(Collected data)
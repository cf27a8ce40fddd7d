//! Atlas Peer Layer
//!
//! This crate ties the Atlas fetch engine to the lifetime of host-side
//! objects. It includes:
//!
//! - [`EnginePeer`]: owns one fetch engine and one transform slot,
//!   constructed by the host and destroyed exactly once by the host's
//!   finalization hook
//! - [`PeerId`] and the process-wide registry behind the host-facing
//!   operations [`initialize`], [`set_resource_transform`] and
//!   [`finalize`]
//!
//! # Lifecycle
//!
//! A peer moves through a single path: active with no transform, active
//! with a transform (re-entered on every [`EnginePeer::set_transform`]),
//! and finally destroyed, which is terminal. Destruction shuts the engine
//! down before releasing the registered transform handle, so no transform
//! invocation can be attempted once [`EnginePeer::destroy`] has returned,
//! and no new fetch can start once it has begun.

pub mod error;
pub mod peer;
pub mod registry;

// Re-export main types
pub use error::{PeerError, PeerResult};
pub use peer::{EnginePeer, PeerId};
pub use registry::{finalize, initialize, initialize_with, peer, set_resource_transform};

/// Prelude module for convenient imports.
pub mod prelude {
    pub use crate::error::{PeerError, PeerResult};
    pub use crate::peer::{EnginePeer, PeerId};
    pub use crate::registry::{finalize, initialize, initialize_with, set_resource_transform};
}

# Required action
Please copy every line in the entries where "PeerError" appears.

# Response below
pub use error::{PeerError, PeerResult};
    pub use crate::error::{PeerError, PeerResult};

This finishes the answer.